* Task brief
Reproduce only the top of the records, down to and including the line containing "(or linked) images.".

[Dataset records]
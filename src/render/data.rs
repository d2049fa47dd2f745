//! Built-in renderers for the media types of output bundles.

use crate::error::Result;
use crate::render::element::{Attrs, Body, MinimalElement};
use crate::render::escape::escape_html;
use crate::render::notebook::{DataRenderer, NbRenderer};
use std::sync::Arc;

/// Media types with a built-in renderer, in default priority order.
pub const BUILTIN_DATA_TYPES: [&str; 9] = [
    "image/png",
    "image/jpeg",
    "image/svg+xml",
    "text/svg+xml",
    "text/html",
    "text/markdown",
    "text/latex",
    "application/javascript",
    "text/plain",
];

/// The built-in media-type renderers, in default priority order.
pub fn builtin_renderers<E: MinimalElement + 'static>() -> Vec<(&'static str, DataRenderer<E>)> {
    vec![
        ("image/png", embedded_image("png")),
        ("image/jpeg", embedded_image("jpeg")),
        ("image/svg+xml", raw_html("div", &["svg-output"])),
        ("text/svg+xml", data_fn(render_svg_alias)),
        ("text/html", raw_html("div", &["html-output"])),
        ("text/markdown", data_fn(render_markdown_data)),
        ("text/latex", raw_html("div", &["latex-output"])),
        ("application/javascript", raw_html("script", &[])),
        ("text/plain", data_fn(render_plain_text)),
    ]
}

fn data_fn<E: MinimalElement + 'static>(f: fn(&NbRenderer<E>, &str) -> Result<E>) -> DataRenderer<E> {
    Arc::new(f)
}

/// Renderer putting the data as raw HTML into a `tag` element.
pub fn raw_html<E: MinimalElement + 'static>(
    tag: &'static str,
    classes: &'static [&'static str],
) -> DataRenderer<E> {
    Arc::new(move |r: &NbRenderer<E>, data: &str| {
        Ok(r.el(tag, Attrs::Classes(classes), Body::Html(data.to_string())))
    })
}

/// Renderer for base64 encoded (or linked) images.
fn embedded_image<E: MinimalElement + 'static>(format: &'static str) -> DataRenderer<E> {
    Arc::new(move |r: &NbRenderer<E>, data: &str| {
        let src = if data.starts_with("http") {
            data.to_string()
        } else {
            format!("data:image/{};base64,{}", format, data.replace('\n', ""))
        };
        Ok(r.el(
            "img",
            Attrs::Map(&[("class", "image-output"), ("src", src.as_str())]),
            Body::Empty,
        ))
    })
}

// Old notebooks use text/svg+xml; render it like image/svg+xml, including a
// user-provided renderer for that type.
fn render_svg_alias<E: MinimalElement>(r: &NbRenderer<E>, data: &str) -> Result<E> {
    r.render_data("image/svg+xml", data)
}

fn render_markdown_data<E: MinimalElement>(r: &NbRenderer<E>, data: &str) -> Result<E> {
    let html = r.render_markdown(data);
    Ok(r.el("div", Attrs::Classes(&["html-output"]), Body::Html(html)))
}

fn render_plain_text<E: MinimalElement>(r: &NbRenderer<E>, data: &str) -> Result<E> {
    Ok(r.el(
        "pre",
        Attrs::Classes(&["text-output"]),
        Body::Html(escape_html(data)),
    ))
}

* Answer below
filename src/render/data.rs
repository d2049fa47dd2f745
//! Built-in renderers for the media types of output bundles.

use crate::error::Result;
use crate::render::element::{Attrs, Body, MinimalElement};
use crate::render::escape::escape_html;
use crate::render::notebook::{DataRenderer, NbRenderer};
use std::sync::Arc;

/// Media types with a built-in renderer, in default priority order.
pub const BUILTIN_DATA_TYPES: [&str; 9] = [
    "image/png",
    "image/jpeg",
    "image/svg+xml",
    "text/svg+xml",
    "text/html",
    "text/markdown",
    "text/latex",
    "application/javascript",
    "text/plain",
];

/// The built-in media-type renderers, in default priority order.
pub fn builtin_renderers<E: MinimalElement + 'static>() -> Vec<(&'static str, DataRenderer<E>)> {
    vec![
        ("image/png", embedded_image("png")),
        ("image/jpeg", embedded_image("jpeg")),
        ("image/svg+xml", raw_html("div", &["svg-output"])),
        ("text/svg+xml", data_fn(render_svg_alias)),
        ("text/html", raw_html("div", &["html-output"])),
        ("text/markdown", data_fn(render_markdown_data)),
        ("text/latex", raw_html("div", &["latex-output"])),
        ("application/javascript", raw_html("script", &[])),
        ("text/plain", data_fn(render_plain_text)),
    ]
}

fn data_fn<E: MinimalElement + 'static>(f: fn(&NbRenderer<E>, &str) -> Result<E>) -> DataRenderer<E> {
    Arc::new(f)
}

/// Renderer putting the data as raw HTML into a `tag` element.
pub fn raw_html<E: MinimalElement + 'static>(
    tag: &'static str,
    classes: &'static [&'static str],
) -> DataRenderer<E> {
    Arc::new(move |r: &NbRenderer<E>, data: &str| {
        Ok(r.el(tag, Attrs::Classes(classes), Body::Html(data.to_string())))
    })
}

/// Renderer for base64 encoded (or linked) images.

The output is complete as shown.